Another critical issue is the use of investigational drugs. Currently, there are many new therapeutic IBD treatments in the pipeline and most of them are presently under clinical trials. 7 Clinical trials are usually offered to patients who have severe disease, after failure of previous treatments. Since the effect of these investigational therapies on the fetus is unknown, patients with reproduction potential are instructed to maintain strict birth control measures and the occurrence of pregnancy is monitored frequently during the study. However, pregnancies do occur even during clinical trials. Therefore, again – this raises the question – should we avoid including patients with reproduction potential in clinical trials? Obviously, excluding these patients will have a major effect on future clinical trials and the development of new therapeutic options.

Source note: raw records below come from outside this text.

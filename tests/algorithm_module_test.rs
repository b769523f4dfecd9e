/// 算法模块综合测试
///
/// 覆盖平滑滤波、距离模型和三边定位求解的数值性质

#[cfg(test)]
mod tests {
    use chrono::Utc;
    use std::time::Duration;
    use trinav::algorithms::*;
    use trinav::error::SolveError;

    fn equilateral_anchors() -> Vec<ReceiverAnchor> {
        vec![
            ReceiverAnchor::new("R1", 0.0, 0.0, -59.0, 2.0),
            ReceiverAnchor::new("R2", 10.0, 0.0, -59.0, 2.0),
            ReceiverAnchor::new("R3", 5.0, 8.66, -59.0, 2.0),
        ]
    }

    #[test]
    fn test_smoother_variance_non_negative_and_estimate_bounded() {
        let mut smoother = SignalSmoother::new(SmootherSettings::new(0.5, 3.0));
        let now = Utc::now();

        // 有界输入的伪随机序列
        let mut seed: u64 = 0x9e3779b97f4a7c15;
        for i in 0..2000 {
            seed ^= seed << 13;
            seed ^= seed >> 7;
            seed ^= seed << 17;
            let raw = -100.0 + (seed % 7000) as f64 / 100.0; // [-100, -30)
            let dt = Duration::from_millis(1 + (i % 500) as u64);
            let state = smoother.update(raw, dt, now);

            assert!(state.variance >= 0.0, "方差出现负值: {}", state.variance);
            assert!(state.variance.is_finite());
            assert!(
                (-100.0..=-30.0).contains(&state.estimate),
                "估计值越界: {}",
                state.estimate
            );
        }
    }

    #[test]
    fn test_smoother_converges_to_constant_input() {
        let mut smoother = SignalSmoother::new(SmootherSettings::new(0.01, 4.0));
        let now = Utc::now();
        smoother.update(-90.0, Duration::ZERO, now);

        let target = -62.0;
        let mut previous_gap = f64::INFINITY;
        for _ in 0..1000 {
            let state = smoother.update(target, Duration::from_secs(1), now);
            let gap = (state.estimate - target).abs();
            // 单调逼近
            assert!(gap <= previous_gap);
            previous_gap = gap;
        }
        assert!(previous_gap < 1e-3, "未收敛, 剩余误差 {}", previous_gap);
    }

    #[test]
    fn test_distance_model_strictly_decreasing() {
        let anchor = ReceiverAnchor::new("R1", 0.0, 0.0, -59.0, 1.8);
        let model = LogDistanceModel;

        let mut previous = f64::INFINITY;
        for step in 0..120 {
            let rssi = -110.0 + step as f64 * 0.75;
            let d = model.rssi_to_distance(rssi, &anchor);
            assert!(d > 0.0 && d.is_finite());
            assert!(d < previous, "RSSI {} 处距离未递减", rssi);
            previous = d;
        }
    }

    #[test]
    fn test_distance_model_round_trip() {
        let model = LogDistanceModel;
        for (calibrated, n) in [(-59.0, 1.8), (-90.0, 1.8), (-45.0, 3.5)] {
            let anchor = ReceiverAnchor::new("R", 0.0, 0.0, calibrated, n);
            for rssi in [-95.0, -72.5, -60.0, -41.0] {
                let d = model.rssi_to_distance(rssi, &anchor);
                let back = model.distance_to_rssi(d, &anchor);
                assert!((back - rssi).abs() < 1e-9, "{} -> {} -> {}", rssi, d, back);
            }
        }
    }

    #[test]
    fn test_solver_noiseless_point_inside_triangle() {
        let anchors = equilateral_anchors();
        let truth = Position::new(5.0, 3.0);
        let distances: Vec<f64> = anchors.iter().map(|a| a.distance_to(&truth)).collect();

        let result = LinearizedTrilateration.solve(&anchors, &distances).unwrap();
        println!("三边定位结果: {}", result);
        assert!(result.distance_to(&truth) < 1e-6);
    }

    #[test]
    fn test_solver_recovers_point_through_distance_model() {
        // 期望 RSSI -> 距离 -> 位置
        let anchors = equilateral_anchors();
        let model = LogDistanceModel;
        let truth = Position::new(3.5, 2.0);

        let distances: Vec<f64> = anchors
            .iter()
            .map(|a| {
                let rssi = model.distance_to_rssi(a.distance_to(&truth), a);
                model.rssi_to_distance(rssi, a)
            })
            .collect();

        let result = LinearizedTrilateration.solve(&anchors, &distances).unwrap();
        assert!(result.distance_to(&truth) < 1e-6);
    }

    #[test]
    fn test_solver_collinear_same_y_is_degenerate() {
        let anchors = vec![
            ReceiverAnchor::new("R1", 0.0, 3.0, -59.0, 2.0),
            ReceiverAnchor::new("R2", 5.0, 3.0, -59.0, 2.0),
            ReceiverAnchor::new("R3", 10.0, 3.0, -59.0, 2.0),
        ];
        let result = LinearizedTrilateration.solve(&anchors, &[4.0, 2.0, 6.0]);
        assert!(matches!(result, Err(SolveError::Degenerate { .. })));
        assert!(validate_geometry(&anchors).is_err());
        assert!(validate_geometry(&equilateral_anchors()).is_ok());
    }

    #[test]
    fn test_solver_strategies_interchangeable() {
        let anchors = equilateral_anchors();
        let truth = Position::new(6.0, 4.0);
        let distances: Vec<f64> = anchors.iter().map(|a| a.distance_to(&truth)).collect();

        let solvers: Vec<Box<dyn PositionSolver>> =
            vec![SolverKind::Linearized.build(), SolverKind::Refined.build()];
        for solver in solvers {
            let p = solver.solve(&anchors, &distances).unwrap();
            println!("{}: {}", solver.name(), p);
            assert!(p.distance_to(&truth) < 1e-6);
        }
    }
}
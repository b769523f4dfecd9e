/// RSSI 到距离转换模型
///
/// 对数距离路径损耗模型：
///
/// RSSI(d) = RSSI(1m) - 10 * n * log10(d)
///
/// 反解得 d = 10^((RSSI(1m) - RSSI) / (10 * n))。
///
/// 不对过大的距离做截断：极弱信号会换算出任意大的距离（甚至溢出为无穷），
/// 下游求解器必须能容忍这类估计。

use crate::algorithms::ReceiverAnchor;

/// 距离模型 - 平滑后的 RSSI + 锚点校准常数 -> 估计距离
///
/// 纯函数，无内部状态，可在任意上下文中调用。
pub trait DistanceModel: Send + Sync {
    /// 根据 RSSI 计算距离（单位与锚点坐标一致）
    fn rssi_to_distance(&self, smoothed_rssi: f64, anchor: &ReceiverAnchor) -> f64;

    /// 根据距离计算期望 RSSI（`rssi_to_distance` 的反函数）
    fn distance_to_rssi(&self, distance: f64, anchor: &ReceiverAnchor) -> f64;

    /// 模型名称
    fn name(&self) -> &'static str;
}

/// 对数距离路径损耗模型
#[derive(Clone, Copy, Debug, Default, PartialEq)]
pub struct LogDistanceModel;

impl DistanceModel for LogDistanceModel {
    fn rssi_to_distance(&self, smoothed_rssi: f64, anchor: &ReceiverAnchor) -> f64 {
        let exponent =
            (anchor.calibrated_rssi_at_1m - smoothed_rssi) / (10.0 * anchor.path_loss_exponent);
        10_f64.powf(exponent)
    }

    fn distance_to_rssi(&self, distance: f64, anchor: &ReceiverAnchor) -> f64 {
        if distance <= 0.0 {
            return f64::INFINITY;
        }
        anchor.calibrated_rssi_at_1m - 10.0 * anchor.path_loss_exponent * distance.log10()
    }

    fn name(&self) -> &'static str {
        "log_distance"
    }
}
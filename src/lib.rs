//! 基于 RSSI 三边定位的室内标签追踪
//!
//! 三个位置已知的接收器上报各标签的 RSSI，流水线对每个 (标签, 接收器)
//! 流做平滑，按路径损耗模型换算距离，三边定位后发布各标签的 2D 位置。

pub mod algorithms;
pub mod config;
pub mod error;
pub mod message;
pub mod positioning;

pub use algorithms::{
    AnchorSet, DistanceModel, LinearizedTrilateration, LogDistanceModel, Position, PositionFix,
    PositionSolver, ReceiverAnchor, RefinedTrilateration, SignalSmoother, SmoothState,
    SmootherSettings, SolverKind,
};
pub use config::PositioningConfig;
pub use error::{ConfigError, DecodeError, IngestError, MalformedReading, MessageError, SolveError};
pub use message::ReadingDecoder;
pub use positioning::{
    IngestRouter, PositioningSystem, RawReading, Scheduler, SkipReason, TagRecord, TagStateStore,
    TickReport,
};
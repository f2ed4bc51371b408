//! UI Components
//!
//! One file per view component, re-exported here.

mod add_item_form;
mod footer;
mod header;
mod item_row;
mod items_bought;
mod items_to_buy;
mod notification;
mod stats;

pub use add_item_form::AddItemForm;
pub use footer::Footer;
pub use header::Header;
pub use item_row::GroceryItemRow;
pub use items_bought::ItemsBought;
pub use items_to_buy::ItemsToBuy;
pub use notification::Notification;
pub use stats::Stats;
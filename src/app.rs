//! Family Grocery List App
//!
//! Application shell: builds the store, provides it via context and
//! lays out the page.

use leptos::prelude::*;
use leptos::task::spawn_local;

use crate::api::{HttpApi, DEFAULT_API_BASE};
use crate::components::{
    AddItemForm, Footer, Header, ItemsBought, ItemsToBuy, Notification, Stats,
};
use crate::store::{AppStore, GroceryStore};

#[component]
pub fn App() -> impl IntoView {
    let store: AppStore = GroceryStore::new(HttpApi::new(DEFAULT_API_BASE));

    // Provide the store to all children
    provide_context(store.clone());

    // Load the collection on mount
    Effect::new({
        let store = store.clone();
        move |_| {
            let store = store.clone();
            spawn_local(async move {
                store.load().await;
                let count = store.items.with_untracked(|items| items.len());
                web_sys::console::log_1(&format!("[APP] Loaded {} items", count).into());
            });
        }
    });

    view! {
        <Header />
        <div class="fruit-decoration apple"></div>
        <div class="fruit-decoration orange"></div>
        <div class="app-container">
            <Stats />
            <AddItemForm />
            <ItemsToBuy />
            <ItemsBought />
            <Footer />
        </div>
        <Notification />
    }
}
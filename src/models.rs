//! Frontend Models
//!
//! Data structures matching the backend API, plus the pure views the
//! lists and the stats bar derive from the collection.

use chrono::{DateTime, Utc};
use serde::{Deserialize, Serialize};

/// Grocery item (matches backend)
///
/// `id` and `created_at` are assigned by the server and never invented
/// or changed on this side.
#[derive(Debug, Clone, PartialEq, Serialize, Deserialize)]
pub struct Item {
    pub id: String,
    pub name: String,
    pub bought: bool,
    #[serde(rename = "createdAt")]
    pub created_at: DateTime<Utc>,
}

/// Aggregate counts for the stats bar
#[derive(Debug, Clone, Copy, PartialEq, Eq, Default)]
pub struct Stats {
    pub total: usize,
    pub active: usize,
    pub bought: usize,
}

impl Stats {
    /// Count a collection snapshot. `total` is always `active + bought`.
    pub fn tally(items: &[Item]) -> Self {
        let bought = items.iter().filter(|item| item.bought).count();
        Stats {
            total: items.len(),
            active: items.len() - bought,
            bought,
        }
    }
}

/// Items still to buy, in collection order
pub fn to_buy(items: &[Item]) -> Vec<Item> {
    items.iter().filter(|item| !item.bought).cloned().collect()
}

/// Items already bought, in collection order
pub fn bought(items: &[Item]) -> Vec<Item> {
    items.iter().filter(|item| item.bought).cloned().collect()
}

#[cfg(test)]
mod tests {
    use super::*;

    fn make_item(id: &str, name: &str, bought: bool) -> Item {
        Item {
            id: id.to_string(),
            name: name.to_string(),
            bought,
            created_at: "2023-08-15T14:30:00Z".parse().expect("valid timestamp"),
        }
    }

    fn sample_items() -> Vec<Item> {
        vec![
            make_item("1", "Milk", false),
            make_item("2", "Bread", true),
            make_item("3", "Eggs", false),
        ]
    }

    #[test]
    fn test_tally() {
        let stats = Stats::tally(&sample_items());
        assert_eq!(
            stats,
            Stats {
                total: 3,
                active: 2,
                bought: 1
            }
        );
    }

    #[test]
    fn test_tally_empty() {
        assert_eq!(Stats::tally(&[]), Stats::default());
    }

    #[test]
    fn test_views_partition_in_collection_order() {
        let items = sample_items();

        let active: Vec<_> = to_buy(&items).iter().map(|i| i.name.clone()).collect();
        assert_eq!(active, ["Milk", "Eggs"]);

        let done: Vec<_> = bought(&items).iter().map(|i| i.name.clone()).collect();
        assert_eq!(done, ["Bread"]);
    }

    #[test]
    fn test_total_is_active_plus_bought() {
        for items in [vec![], sample_items(), to_buy(&sample_items())] {
            let stats = Stats::tally(&items);
            assert_eq!(stats.total, stats.active + stats.bought);
        }
    }

    #[test]
    fn test_item_wire_format() {
        let item: Item = serde_json::from_str(
            r#"{"id":"1","name":"Milk","bought":false,"createdAt":"2023-08-15T14:30:00Z"}"#,
        )
        .expect("deserialize item");
        assert_eq!(item.name, "Milk");
        assert!(!item.bought);

        let value = serde_json::to_value(&item).expect("serialize item");
        assert!(value.get("createdAt").is_some());
        assert!(value.get("created_at").is_none());
    }
}
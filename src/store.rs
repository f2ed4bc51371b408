//! Grocery Collection Store
//!
//! Local mirror of the remote item collection, plus the busy flag and
//! notification wiring shared by every mutating action. The mirror is
//! only ever rewritten from server responses.

use leptos::prelude::*;

use crate::api::{ApiError, HttpApi, ItemApi};
use crate::models::Item;
use crate::notify::Notifier;

const CONNECTION_FAILED: &str = "Error connecting to server";

/// Shared client state: the mirrored collection, the busy flag and the
/// notification slot.
#[derive(Clone)]
pub struct GroceryStore<A> {
    api: A,
    pub items: RwSignal<Vec<Item>>,
    pub busy: RwSignal<bool>,
    pub notifier: Notifier,
}

/// Type alias for the store as provided to the component tree
pub type AppStore = GroceryStore<HttpApi>;

/// Get the app store from context
pub fn use_app_store() -> AppStore {
    expect_context::<AppStore>()
}

impl<A: ItemApi> GroceryStore<A> {
    pub fn new(api: A) -> Self {
        GroceryStore {
            api,
            items: RwSignal::new(Vec::new()),
            busy: RwSignal::new(false),
            notifier: Notifier::new(),
        }
    }

    /// Fetch the full collection and replace the local mirror wholesale.
    /// A failed fetch leaves the previous mirror untouched.
    pub async fn load(&self) {
        match self.api.fetch_items().await {
            Ok(items) => self.items.set(items),
            Err(err) => self.notifier.show(failure_notice(&err, "Failed to fetch items")),
        }
    }

    /// Create an item from a trimmed name. Blank names are rejected
    /// locally, with no request and no notification. Returns true when
    /// the caller should clear its input.
    pub async fn add(&self, name: &str) -> bool {
        let name = name.trim();
        if name.is_empty() {
            return false;
        }

        let _busy = BusyGuard::acquire(self.busy);
        match self.api.create_item(name).await {
            Ok(item) => {
                let message = format!("{} added successfully", item.name);
                self.items.update(|items| items.push(item));
                self.notifier.show(message);
                true
            }
            Err(err) => {
                self.notifier.show(failure_notice(&err, "Failed to add item"));
                false
            }
        }
    }

    /// Set an item's bought flag. The server's returned item replaces
    /// the local one wholesale, not just the flag.
    pub async fn set_bought(&self, id: &str, bought: bool) {
        let _busy = BusyGuard::acquire(self.busy);
        match self.api.update_bought(id, bought).await {
            Ok(updated) => {
                let message = if updated.bought {
                    format!("{} marked as bought", updated.name)
                } else {
                    format!("{} marked as not bought", updated.name)
                };
                self.items.update(|items| {
                    if let Some(slot) = items.iter_mut().find(|item| item.id == updated.id) {
                        *slot = updated;
                    }
                });
                self.notifier.show(message);
            }
            Err(err) => self.notifier.show(failure_notice(&err, "Failed to update item")),
        }
    }

    /// Delete an item and drop it from the local mirror.
    pub async fn remove(&self, id: &str) {
        let name = self.items.with_untracked(|items| {
            items.iter().find(|item| item.id == id).map(|item| item.name.clone())
        });

        let _busy = BusyGuard::acquire(self.busy);
        match self.api.delete_item(id).await {
            Ok(()) => {
                self.items.update(|items| items.retain(|item| item.id != id));
                let name = name.unwrap_or_else(|| "Item".to_string());
                self.notifier.show(format!("{} deleted successfully", name));
            }
            Err(err) => self.notifier.show(failure_notice(&err, "Failed to delete item")),
        }
    }
}

fn failure_notice(err: &ApiError, server_failure: &str) -> String {
    match err {
        ApiError::Connection => CONNECTION_FAILED.to_string(),
        ApiError::Status(_) => server_failure.to_string(),
    }
}

/// Scoped busy-flag acquisition. The flag is raised before the request
/// is dispatched and drops back to false on every exit path, including
/// early returns and unwinds.
struct BusyGuard {
    flag: RwSignal<bool>,
}

impl BusyGuard {
    fn acquire(flag: RwSignal<bool>) -> Self {
        flag.set(true);
        BusyGuard { flag }
    }
}

impl Drop for BusyGuard {
    fn drop(&mut self) {
        self.flag.set(false);
    }
}
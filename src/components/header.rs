//! Page Header Component

use leptos::prelude::*;

#[component]
pub fn Header() -> impl IntoView {
    view! {
        <div class="header text-center">
            <div class="app-container">
                <h1>
                    <i class="bi bi-cart-check"></i>
                    " Family Grocery List"
                </h1>
                <p class="lead">"Plan your shopping together and never forget anything!"</p>
            </div>
        </div>
    }
}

A different point is the efficacy of oral contraceptives in patients with decreased bowel absorption. This can affect not only IBD patients but also many other patients suffering from malabsorption. 8 These patients should be aware of the risk, and a different birth control method should be considered. 9
Other aspects include management of patients with chronic disease exacerbation during pregnancy – this involves not only IBD, but also patients with chronic liver disease and other chronic conditions – what should be our treatment limitations? In case the prognosis of the mother is deeply affected by the pregnancy – what should be the choice?
All these questions, and probably many others, will apparently become very acute and bothersome in the light of the recent Supreme Court’s reversal of Roe v. Wade decision, and will necessitate applying of a new set of considerations, which are far beyond the current medical practice.